I'm interested in anything we can write down analytically about

$$ Y = \ln{\left(\sum_{i=1}^{n} X_{i}^{2}\right)}. $$ Primarily I'm trying to get expressions for $\mathrm{E}[Y]$ and $\mathrm{Var}[Y]$ (clearly they can be calculated numerically via sampling but analytic results would be better). Obviously a closed form for $P(Y|n,\sigma)$ would be great, but I have no idea if one exists.

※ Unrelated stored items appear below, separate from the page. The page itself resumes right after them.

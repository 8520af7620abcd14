// src/config.rs
//! Declarative pipeline configuration (TOML).
//!
//! Resolution order: explicit `--config` path → `$PRERANK_CONFIG_PATH` →
//! `config/pipeline.toml` if present → built-in seed defaults. A config file
//! that exists but fails to read or parse is fatal.

use std::collections::{BTreeMap, HashMap};
use std::fs;
use std::path::{Path, PathBuf};

use anyhow::{Context, Result};
use serde::Deserialize;

use crate::merge::DedupSettings;
use crate::score::credibility::CredibilityTable;
use crate::score::heat::HeatStrategy;
use crate::select::SelectionSettings;

pub const ENV_CONFIG_PATH: &str = "PRERANK_CONFIG_PATH";
pub const DEFAULT_CONFIG_PATH: &str = "config/pipeline.toml";

#[derive(Debug, Clone, Deserialize, Default)]
#[serde(default)]
pub struct PipelineConfig {
    pub settings: Settings,
    pub priorities: Priorities,
    pub keywords: KeywordBonuses,
    pub credibility: CredibilityTable,
    /// Per-source heat strategy overrides, merged over the built-in seed.
    pub heat: HashMap<String, HeatStrategy>,
    /// Sources keyed by name; processing order is the map's (alphabetical)
    /// order, which keeps exact-dedup "first occurrence wins" deterministic.
    pub sources: BTreeMap<String, SourceConfig>,
}

#[derive(Debug, Clone, Deserialize)]
#[serde(default)]
pub struct Settings {
    /// Offset applied to UTC when resolving the default target date.
    pub utc_offset_hours: i32,
    /// Candidates older than this are dropped; 0 disables the filter.
    pub max_age_hours: u32,
    pub fetch_timeout_secs: u64,
    pub shortlist_cap: usize,
    pub score_floor: u8,
    pub per_source_keep: usize,
    pub per_category_keep: usize,
    pub dedup: DedupSettings,
}

impl Default for Settings {
    fn default() -> Self {
        Self {
            utc_offset_hours: 0,
            max_age_hours: 48,
            fetch_timeout_secs: 15,
            shortlist_cap: 40,
            score_floor: 50,
            per_source_keep: 3,
            per_category_keep: 2,
            dedup: DedupSettings::default(),
        }
    }
}

/// Keyword priority tiers. Empty by default — the lists are domain
/// configuration, not code.
#[derive(Debug, Clone, Default, Deserialize)]
#[serde(default)]
pub struct Priorities {
    pub high: Vec<String>,
    pub medium: Vec<String>,
    pub low: Vec<String>,
}

#[derive(Debug, Clone, Deserialize)]
#[serde(default)]
pub struct KeywordBonuses {
    pub actionability: Vec<String>,
    pub domain_terms: Vec<String>,
}

impl Default for KeywordBonuses {
    fn default() -> Self {
        Self {
            actionability: crate::score::keywords::seed_actionability(),
            domain_terms: crate::score::keywords::seed_domain_terms(),
        }
    }
}

#[derive(Debug, Clone, Deserialize)]
#[serde(default)]
pub struct SourceConfig {
    pub enabled: bool,
    /// Harvester command; when set the source runs as a `ScriptSource`.
    pub command: Option<String>,
    pub args: Vec<String>,
    /// Pre-harvested batch file; defaults to `<data dir>/<name>.json`.
    pub file: Option<PathBuf>,
}

impl Default for SourceConfig {
    fn default() -> Self {
        Self {
            enabled: true,
            command: None,
            args: Vec::new(),
            file: None,
        }
    }
}

impl PipelineConfig {
    /// Load configuration, following the documented resolution order.
    pub fn load(explicit: Option<&Path>) -> Result<Self> {
        if let Some(path) = explicit {
            return Self::from_path(path);
        }
        if let Ok(p) = std::env::var(ENV_CONFIG_PATH) {
            return Self::from_path(Path::new(&p));
        }
        let default = Path::new(DEFAULT_CONFIG_PATH);
        if default.exists() {
            return Self::from_path(default);
        }
        Ok(Self::default())
    }

    pub fn from_path(path: &Path) -> Result<Self> {
        let content = fs::read_to_string(path)
            .with_context(|| format!("reading pipeline config at {}", path.display()))?;
        Self::from_toml_str(&content)
            .with_context(|| format!("parsing pipeline config at {}", path.display()))
    }

    pub fn from_toml_str(s: &str) -> Result<Self> {
        let cfg: PipelineConfig = toml::from_str(s)?;
        Ok(cfg)
    }

    pub fn selection_settings(&self) -> SelectionSettings {
        SelectionSettings {
            shortlist_cap: self.settings.shortlist_cap,
            score_floor: self.settings.score_floor,
            per_source_keep: self.settings.per_source_keep,
            per_category_keep: self.settings.per_category_keep,
        }
    }
}
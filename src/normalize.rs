// src/normalize.rs
//! Text hygiene for harvested titles and summaries: entity decode, tag strip,
//! typographic quote folding, whitespace collapse, length cap.

use once_cell::sync::OnceCell;
use regex::Regex;

const MAX_TEXT_CHARS: usize = 1500;

/// Normalize harvested text: decode HTML entities, strip tags, fold smart
/// quotes to ASCII, collapse whitespace. Keeps sentence punctuation intact.
pub fn clean_text(s: &str) -> String {
    // 1) HTML entity decode
    let mut out = html_escape::decode_html_entities(s).to_string();

    // 2) Strip HTML tags
    static RE_TAGS: OnceCell<Regex> = OnceCell::new();
    let re_tags = RE_TAGS.get_or_init(|| Regex::new(r"(?is)</?[^>]+>").unwrap());
    out = re_tags.replace_all(&out, "").to_string();

    // 3) Normalize “ ” ‘ ’ « » to ASCII quotes
    out = out
        .replace(['\u{201C}', '\u{201D}', '\u{00AB}', '\u{00BB}'], "\"")
        .replace(['\u{2018}', '\u{2019}'], "'");

    // 4) Collapse whitespace
    static RE_WS: OnceCell<Regex> = OnceCell::new();
    let re_ws = RE_WS.get_or_init(|| Regex::new(r"\s+").unwrap());
    out = re_ws.replace_all(&out, " ").to_string();
    out = out.trim().to_string();

    // 5) Length cap
    if out.chars().count() > MAX_TEXT_CHARS {
        out = out.chars().take(MAX_TEXT_CHARS).collect();
    }

    out
}
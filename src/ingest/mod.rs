// src/ingest/mod.rs
pub mod providers;
pub mod types;

use std::time::Duration;

use metrics::{counter, describe_counter};
use once_cell::sync::OnceCell;
use tokio::task::JoinSet;
use tracing::warn;

use crate::candidate::SourceFailure;
use crate::ingest::types::{SourceAdapter, SourceBatch};

/// One-time metrics registration for the ingest stage.
fn ensure_metrics_described() {
    static ONCE: OnceCell<()> = OnceCell::new();
    ONCE.get_or_init(|| {
        describe_counter!("prerank_items_total", "Raw items received from adapters.");
        describe_counter!(
            "prerank_source_errors_total",
            "Adapter fetch failures and timeouts."
        );
    });
}

/// Batches in adapter order plus the per-run failure diagnostics.
#[derive(Debug)]
pub struct FetchOutcome {
    pub batches: Vec<SourceBatch>,
    pub failures: Vec<SourceFailure>,
}

/// Fetch every adapter concurrently, each bounded by `fetch_timeout`. A failed
/// or timed-out adapter contributes zero items and one failure record; batch
/// order follows adapter order so downstream dedup stays deterministic.
pub async fn fetch_all(
    adapters: Vec<Box<dyn SourceAdapter>>,
    fetch_timeout: Duration,
) -> FetchOutcome {
    ensure_metrics_described();

    let count = adapters.len();
    let mut set = JoinSet::new();
    for (idx, adapter) in adapters.into_iter().enumerate() {
        set.spawn(async move {
            let name = adapter.name().to_string();
            let source_type = adapter.source_type().to_string();
            let result = tokio::time::timeout(fetch_timeout, adapter.fetch()).await;
            (idx, name, source_type, result)
        });
    }

    let mut slots: Vec<Option<SourceBatch>> = (0..count).map(|_| None).collect();
    let mut failures = Vec::new();

    while let Some(joined) = set.join_next().await {
        let (idx, name, source_type, result) = match joined {
            Ok(v) => v,
            Err(e) => {
                warn!(error = ?e, "adapter task failed to join");
                continue;
            }
        };
        match result {
            Ok(Ok(mut batch)) => {
                if batch.source.is_empty() {
                    batch.source = name.clone();
                }
                if batch.source_type.is_none() {
                    batch.source_type = Some(source_type);
                }
                counter!("prerank_items_total").increment(batch.items.len() as u64);
                for err in &batch.errors {
                    failures.push(SourceFailure {
                        source: name.clone(),
                        error: err.clone(),
                    });
                }
                slots[idx] = Some(batch);
            }
            Ok(Err(e)) => {
                warn!(source = %name, error = ?e, "adapter error");
                counter!("prerank_source_errors_total").increment(1);
                failures.push(SourceFailure {
                    source: name,
                    error: format!("{e:#}"),
                });
            }
            Err(_elapsed) => {
                warn!(source = %name, timeout_secs = fetch_timeout.as_secs(), "adapter timed out");
                counter!("prerank_source_errors_total").increment(1);
                failures.push(SourceFailure {
                    source: name,
                    error: format!("timed out after {}s", fetch_timeout.as_secs()),
                });
            }
        }
    }

    // Tasks complete in arbitrary order; sort diagnostics so artifacts stay
    // reproducible across runs.
    failures.sort_by(|a, b| a.source.cmp(&b.source).then_with(|| a.error.cmp(&b.error)));

    FetchOutcome {
        batches: slots.into_iter().flatten().collect(),
        failures,
    }
}
// src/project.rs
//! Projection step: trims full candidates down to the fields the downstream
//! ranking stage actually reads, with a short summary cap.

use std::collections::BTreeSet;

use chrono::{DateTime, Utc};
use serde::{Deserialize, Serialize};

use crate::candidate::Candidate;

const SLIM_SUMMARY_CHARS: usize = 200;

#[derive(Debug, Clone, Serialize, Deserialize)]
#[serde(rename_all = "camelCase")]
pub struct SlimCandidate {
    pub id: String,
    pub title: String,
    pub url: String,
    pub source: String,
    pub source_type: String,
    pub summary: String,
    #[serde(
        default,
        with = "crate::candidate::lenient_rfc3339",
        skip_serializing_if = "Option::is_none"
    )]
    pub published_at: Option<DateTime<Utc>>,
    pub raw_score: f64,
    #[serde(default, skip_serializing_if = "Option::is_none")]
    pub category: Option<String>,
    #[serde(default)]
    pub comments: u32,
    pub cross_platform_count: usize,
    pub related_sources: BTreeSet<String>,
}

pub fn slim(candidates: &[Candidate]) -> Vec<SlimCandidate> {
    candidates
        .iter()
        .map(|c| SlimCandidate {
            id: c.id.clone(),
            title: c.title.clone(),
            url: c.url.clone(),
            source: c.source.clone(),
            source_type: c.source_type.clone(),
            summary: c.summary.chars().take(SLIM_SUMMARY_CHARS).collect(),
            published_at: c.published_at,
            raw_score: c.raw_score,
            category: c.category.clone(),
            comments: c.comments,
            cross_platform_count: c.cross_platform_count,
            related_sources: c.related_sources.clone(),
        })
        .collect()
}
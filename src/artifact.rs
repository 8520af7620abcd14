// src/artifact.rs
//! Run artifacts: the persisted candidate set and the scored shortlist, plus
//! atomic JSON IO. Writes go to a sibling temp file and are renamed into
//! place so a concurrent reader never observes partial JSON.

use std::fs;
use std::path::{Path, PathBuf};

use anyhow::{Context, Result};
use chrono::{DateTime, NaiveDate, Utc};
use serde::de::DeserializeOwned;
use serde::{Deserialize, Serialize};

use crate::candidate::{Candidate, ScoredCandidate, SourceFailure};

/// Full deduplicated, recency-filtered candidate set for one run.
#[derive(Debug, Serialize, Deserialize)]
#[serde(rename_all = "camelCase")]
pub struct CandidateArtifact {
    pub date: NaiveDate,
    pub generated_at: DateTime<Utc>,
    #[serde(default)]
    pub source_failures: Vec<SourceFailure>,
    pub candidates: Vec<Candidate>,
}

/// Ordered shortlist with full scoring breakdowns and run diagnostics.
#[derive(Debug, Serialize, Deserialize)]
#[serde(rename_all = "camelCase")]
pub struct ShortlistArtifact {
    pub date: NaiveDate,
    pub generated_at: DateTime<Utc>,
    #[serde(default)]
    pub source_failures: Vec<SourceFailure>,
    pub guaranteed: usize,
    pub filled: usize,
    pub items: Vec<ScoredCandidate>,
}

/// Serialize `value` to `path` atomically (temp file + rename, same dir).
/// Parent directories are created as needed.
pub fn write_json_atomic<T: Serialize>(path: &Path, value: &T) -> Result<()> {
    if let Some(parent) = path.parent() {
        fs::create_dir_all(parent)
            .with_context(|| format!("creating {}", parent.display()))?;
    }
    let json = serde_json::to_string_pretty(value).context("serializing artifact")?;

    let tmp: PathBuf = {
        let mut os = path.as_os_str().to_owned();
        os.push(".tmp");
        PathBuf::from(os)
    };
    fs::write(&tmp, json).with_context(|| format!("writing {}", tmp.display()))?;
    fs::rename(&tmp, path)
        .with_context(|| format!("renaming {} into place", tmp.display()))?;
    Ok(())
}

/// Read and parse a JSON artifact. Missing or malformed input is an error the
/// caller treats as fatal for its stage.
pub fn read_json<T: DeserializeOwned>(path: &Path) -> Result<T> {
    let content = fs::read_to_string(path)
        .with_context(|| format!("reading artifact {}", path.display()))?;
    serde_json::from_str(&content)
        .with_context(|| format!("parsing artifact {}", path.display()))
}
// src/recency.rs
//! Recency filter: drops candidates older than the configured horizon.
//! Candidates without a timestamp pass through and are penalized later in
//! timeliness scoring instead.

use chrono::{DateTime, Duration, Utc};

use crate::candidate::Candidate;

/// Returns the kept candidates plus the number dropped as stale.
/// `max_age_hours == 0` disables the filter.
pub fn drop_stale(
    candidates: Vec<Candidate>,
    now: DateTime<Utc>,
    max_age_hours: u32,
) -> (Vec<Candidate>, usize) {
    if max_age_hours == 0 {
        return (candidates, 0);
    }
    let cutoff = now - Duration::hours(i64::from(max_age_hours));
    let before = candidates.len();
    let kept: Vec<Candidate> = candidates
        .into_iter()
        .filter(|c| match c.published_at {
            Some(ts) => ts >= cutoff,
            None => true,
        })
        .collect();
    let dropped = before - kept.len();
    (kept, dropped)
}
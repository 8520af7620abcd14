// src/score/mod.rs
//! Pre-rank scoring engine: four independent 0..=25 sub-scores summing to a
//! 0..=100 total. Pure — all lookup tables are immutable configuration and
//! `now` is passed in explicitly, so the engine is trivially testable.

pub mod credibility;
pub mod heat;
pub mod keywords;

use chrono::{DateTime, Utc};

use crate::candidate::{Candidate, ScoreBreakdown, ScoredCandidate};
use crate::config::PipelineConfig;
pub use credibility::CredibilityTable;
pub use heat::{HeatStrategy, HeatTable};
pub use keywords::KeywordTables;

/// Timeliness as a step function of age; unknown age scores low but not zero.
pub fn timeliness_score(published_at: Option<DateTime<Utc>>, now: DateTime<Utc>) -> u8 {
    let Some(ts) = published_at else { return 5 };
    let hours = (now - ts).num_seconds() as f64 / 3600.0;
    if hours <= 6.0 {
        25
    } else if hours <= 12.0 {
        20
    } else if hours <= 24.0 {
        15
    } else if hours <= 36.0 {
        10
    } else if hours <= 48.0 {
        5
    } else {
        0
    }
}

/// Immutable scoring tables, assembled from configuration.
#[derive(Debug, Clone)]
pub struct ScoringTables {
    pub keywords: KeywordTables,
    pub credibility: CredibilityTable,
    pub heat: HeatTable,
}

impl ScoringTables {
    pub fn from_config(cfg: &PipelineConfig) -> Self {
        Self {
            keywords: KeywordTables::new(
                &cfg.priorities.high,
                &cfg.priorities.medium,
                &cfg.priorities.low,
                &cfg.keywords.actionability,
                &cfg.keywords.domain_terms,
            ),
            credibility: cfg.credibility.clone(),
            heat: HeatTable::with_overrides(&cfg.heat),
        }
    }
}

pub struct ScoringEngine {
    tables: ScoringTables,
}

impl ScoringEngine {
    pub fn new(tables: ScoringTables) -> Self {
        Self { tables }
    }

    pub fn score(&self, candidate: &Candidate, now: DateTime<Utc>) -> ScoreBreakdown {
        let timeliness = timeliness_score(candidate.published_at, now);
        let source_heat = self.tables.heat.for_source(&candidate.source).heat(
            candidate.raw_score,
            candidate.comments,
            &candidate.metadata,
        );
        let keywords = self
            .tables
            .keywords
            .score(&candidate.title, &candidate.summary);
        let credibility = self.tables.credibility.weight_for(&candidate.source);

        ScoreBreakdown {
            timeliness,
            source_heat,
            keywords,
            credibility,
        }
    }

    /// Score every candidate, retaining the breakdown for auditability and
    /// deterministic tie-breaking downstream.
    pub fn score_all(
        &self,
        candidates: Vec<Candidate>,
        now: DateTime<Utc>,
    ) -> Vec<ScoredCandidate> {
        candidates
            .into_iter()
            .map(|candidate| {
                let breakdown = self.score(&candidate, now);
                ScoredCandidate {
                    prerank_score: breakdown.total(),
                    prerank_breakdown: breakdown,
                    candidate,
                }
            })
            .collect()
    }
}
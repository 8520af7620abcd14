//! Pipeline-internal candidate records.
//!
//! A `Candidate` is one deduplicated story assembled from one or more source
//! batches; a `ScoredCandidate` adds the pre-rank total and its breakdown.
//! Artifacts serialize camelCase to stay wire-compatible with the harvesters.

use std::collections::BTreeSet;

use chrono::{DateTime, Utc};
use serde::{Deserialize, Serialize};

use crate::ingest::types::RawItem;

/// One failed or partially-failed source, surfaced in the run artifacts.
#[derive(Debug, Clone, PartialEq, Eq, Serialize, Deserialize)]
#[serde(rename_all = "camelCase")]
pub struct SourceFailure {
    pub source: String,
    pub error: String,
}

#[derive(Debug, Clone, Serialize, Deserialize)]
#[serde(rename_all = "camelCase")]
pub struct Candidate {
    pub id: String,
    pub title: String,
    pub url: String,
    pub source: String,
    pub source_type: String,
    #[serde(default, skip_serializing_if = "Option::is_none")]
    pub category: Option<String>,
    #[serde(default)]
    pub summary: String,
    #[serde(default)]
    pub key_quotes: Vec<String>,
    #[serde(
        default,
        with = "lenient_rfc3339",
        skip_serializing_if = "Option::is_none"
    )]
    pub published_at: Option<DateTime<Utc>>,
    pub fetched_at: DateTime<Utc>,
    #[serde(default)]
    pub raw_score: f64,
    #[serde(default)]
    pub comments: u32,
    #[serde(default, skip_serializing_if = "serde_json::Map::is_empty")]
    pub metadata: serde_json::Map<String, serde_json::Value>,
    /// Number of distinct sources that reported this story.
    pub cross_platform_count: usize,
    /// Always contains the record's own source; len == cross_platform_count.
    pub related_sources: BTreeSet<String>,
    #[serde(default, skip_serializing_if = "Vec::is_empty")]
    pub merged_titles: Vec<String>,
}

impl Candidate {
    /// Build a candidate from one raw item of a source batch. Missing optional
    /// fields fall back to documented defaults; a missing id is derived from
    /// source + url so re-runs stay deterministic.
    pub fn from_raw(
        item: RawItem,
        source: &str,
        source_type: &str,
        fetched_at: DateTime<Utc>,
    ) -> Self {
        let id = if item.id.trim().is_empty() {
            fallback_id(source, &item.url)
        } else {
            item.id
        };
        let mut related_sources = BTreeSet::new();
        related_sources.insert(source.to_string());

        Self {
            id,
            title: crate::normalize::clean_text(&item.title),
            url: item.url.trim().to_string(),
            source: source.to_string(),
            source_type: source_type.to_string(),
            category: item.category,
            summary: crate::normalize::clean_text(&item.summary.unwrap_or_default()),
            key_quotes: Vec::new(),
            published_at: item.published_at,
            fetched_at,
            raw_score: item.score.unwrap_or(0.0),
            comments: item.comments.unwrap_or(0),
            metadata: item.extra,
            cross_platform_count: 1,
            related_sources,
            merged_titles: Vec::new(),
        }
    }

    /// Category used for grouping; records without one share the same bucket.
    pub fn category_or_unknown(&self) -> &str {
        self.category.as_deref().unwrap_or("unknown")
    }
}

/// Per-candidate sub-scores, each in 0..=25.
#[derive(Debug, Clone, Copy, PartialEq, Eq, Serialize, Deserialize)]
#[serde(rename_all = "camelCase")]
pub struct ScoreBreakdown {
    pub timeliness: u8,
    pub source_heat: u8,
    pub keywords: u8,
    pub credibility: u8,
}

impl ScoreBreakdown {
    pub fn total(&self) -> u8 {
        self.timeliness + self.source_heat + self.keywords + self.credibility
    }
}

#[derive(Debug, Clone, Serialize, Deserialize)]
#[serde(rename_all = "camelCase")]
pub struct ScoredCandidate {
    #[serde(flatten)]
    pub candidate: Candidate,
    pub prerank_score: u8,
    pub prerank_breakdown: ScoreBreakdown,
}

/// Deterministic id for items that arrive without one: `<source>-<hex6>`,
/// digest over source + url.
pub fn fallback_id(source: &str, url: &str) -> String {
    use sha2::{Digest, Sha256};
    let mut hasher = Sha256::new();
    hasher.update(source.as_bytes());
    hasher.update(b"/");
    hasher.update(url.as_bytes());
    let digest = hasher.finalize();
    let mut out = String::with_capacity(source.len() + 13);
    out.push_str(source);
    out.push('-');
    for b in digest.iter().take(6) {
        use std::fmt::Write as _;
        let _ = write!(&mut out, "{:02x}", b);
    }
    out
}

/// Lenient RFC3339 (de)serialization: harvested timestamps that fail to parse
/// become `None` instead of failing the whole artifact.
pub(crate) mod lenient_rfc3339 {
    use chrono::{DateTime, SecondsFormat, Utc};
    use serde::{Deserialize, Deserializer, Serializer};

    pub fn serialize<S>(value: &Option<DateTime<Utc>>, serializer: S) -> Result<S::Ok, S::Error>
    where
        S: Serializer,
    {
        match value {
            Some(dt) => serializer.serialize_str(&dt.to_rfc3339_opts(SecondsFormat::Secs, true)),
            None => serializer.serialize_none(),
        }
    }

    pub fn deserialize<'de, D>(deserializer: D) -> Result<Option<DateTime<Utc>>, D::Error>
    where
        D: Deserializer<'de>,
    {
        let raw: Option<String> = Option::deserialize(deserializer)?;
        Ok(raw.as_deref().and_then(parse_lenient))
    }

    pub(crate) fn parse_lenient(s: &str) -> Option<DateTime<Utc>> {
        DateTime::parse_from_rfc3339(s)
            .ok()
            .map(|dt| dt.with_timezone(&Utc))
    }
}
//! Equality policies over `Vector3D` and `Point3D`.
//!
//! Purpose
//! - Keep exact equality (the `==` on the value types) and tolerant or
//!   rasterized equality as separate, named policies instead of overloading
//!   one notion of "equal".
//! - Each policy is an immutable configuration object implementing
//!   [`EqualityComparer`]; [`ComparerSet`] and [`distinct`] consume them.
//!
//! Hash consistency (equal ⇒ same hash) per policy
//! - [`ExactComparer`]: consistent.
//! - [`Vector3DComparer`] / [`Point3DComparer`]: NOT consistent. Tolerant
//!   `equals`, exact `hash`; values within tolerance usually land in different
//!   buckets and are then never compared. Known limitation.
//! - [`TolerantEqualityComparer`]: consistent by brute force (constant hash,
//!   O(n) per lookup).
//! - [`RasterEqualityComparer`]: consistent; cells far from the centroid alias
//!   in the packed hash, which costs lookups, not correctness.

mod per_type;
mod raster;
mod set;
mod tolerant;

pub use per_type::{Point3DComparer, Vector3DComparer};
pub use raster::RasterEqualityComparer;
pub use set::{distinct, ComparerSet};
pub use tolerant::TolerantEqualityComparer;

use crate::error::GeometryError;
use crate::point::Point3D;
use crate::vector::Vector3D;

/// An `equals`/`hash` pair over `T`.
///
/// Implementations document whether `equals(a, b)` implies
/// `hash(a) == hash(b)`; not all of them guarantee it.
pub trait EqualityComparer<T> {
    fn equals(&self, a: &T, b: &T) -> bool;
    fn hash(&self, value: &T) -> i32;
}

impl<T, C: EqualityComparer<T> + ?Sized> EqualityComparer<T> for &C {
    #[inline]
    fn equals(&self, a: &T, b: &T) -> bool {
        (**self).equals(a, b)
    }
    #[inline]
    fn hash(&self, value: &T) -> i32 {
        (**self).hash(value)
    }
}

/// Exact component-wise equality with the value's own hash code.
#[derive(Clone, Copy, Debug, Default)]
pub struct ExactComparer;

impl EqualityComparer<Vector3D> for ExactComparer {
    #[inline]
    fn equals(&self, a: &Vector3D, b: &Vector3D) -> bool {
        a == b
    }
    #[inline]
    fn hash(&self, value: &Vector3D) -> i32 {
        value.hash_code()
    }
}

impl EqualityComparer<Point3D> for ExactComparer {
    #[inline]
    fn equals(&self, a: &Point3D, b: &Point3D) -> bool {
        a == b
    }
    #[inline]
    fn hash(&self, value: &Point3D) -> i32 {
        value.hash_code()
    }
}

/// Coordinate access shared by the policies that treat vectors and points alike.
pub trait Coords {
    fn coords(&self) -> [f64; 3];
}

impl Coords for Vector3D {
    #[inline]
    fn coords(&self) -> [f64; 3] {
        self.to_array()
    }
}

impl Coords for Point3D {
    #[inline]
    fn coords(&self) -> [f64; 3] {
        self.to_array()
    }
}

/// `|a_i − b_i| ≤ tolerance` on every axis.
#[inline]
pub(crate) fn within(a: [f64; 3], b: [f64; 3], tolerance: f64) -> bool {
    a.iter().zip(b).all(|(x, y)| (x - y).abs() <= tolerance)
}

/// Reject `value <= 0` (and NaN) for a named configuration parameter.
pub(crate) fn require_positive(name: &'static str, value: f64) -> Result<f64, GeometryError> {
    if value > 0.0 {
        Ok(value)
    } else {
        tracing::debug!(name, value, "rejecting non-positive comparer parameter");
        Err(GeometryError::not_positive(name, value))
    }
}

Im guessing for the mean we could use LOTUS such that $$ \mathrm{E}[Y] = \int_{0}^{\infty}\dots \int_{0}^{\infty} \ln{\left(\sum_{i=1}^{n} X_{i}^{2}\right)} \prod_{i=1}^{n} P(X_i|\sigma) \; \mathrm{d}X_1 \dots \mathrm{d}X_n $$ but I have no idea how to evaluate that, or if there is a simpler way.

  • 5
    $\begingroup$ Since (by inspection) $X^2$ has a Gamma distribution, $Y$ has an exp-gamma distribution (sometimes misleadingly called a "log-gamma distribution"). $\endgroup$
    – whuber
    Feb 23, 2018 at 23:42

1 Answer 1


Whuber points out that if $X \sim \mathrm{Rayleigh}(\sigma)$ then $X^2 \sim \mathrm{Gamma}(1, 2\sigma^2)$, and because Gamma-distributed variables have the property that $$ \sum_{i=1}^{n} g_i \sim \mathrm{Gamma}\left(\sum_{i=1}^{n} k_i, \theta\right) $$ for $g_i \sim \mathrm{Gamma}\left(k_i, \theta\right)$ it is the case that $$ \sum_{i=1}^{n} X^{2}_i \sim \mathrm{Gamma}\left(n, 2\sigma^2\right). $$ We may therefore write $$ P(Y|n,\sigma) = \frac{1}{2^n \sigma^{2n} \Gamma(n)} \exp{\left[n Y - \frac{1}{2 \sigma^{2}}e^{Y}\right]}. $$ Consequently the mean and variance are $$ \mathrm{E}[Y] = \ln{(2\sigma^2)} + \psi_0 (n), $$ $$ \mathrm{Var}[Y] = \psi_1 (n), $$ where $\psi_k$ is the polygamma function.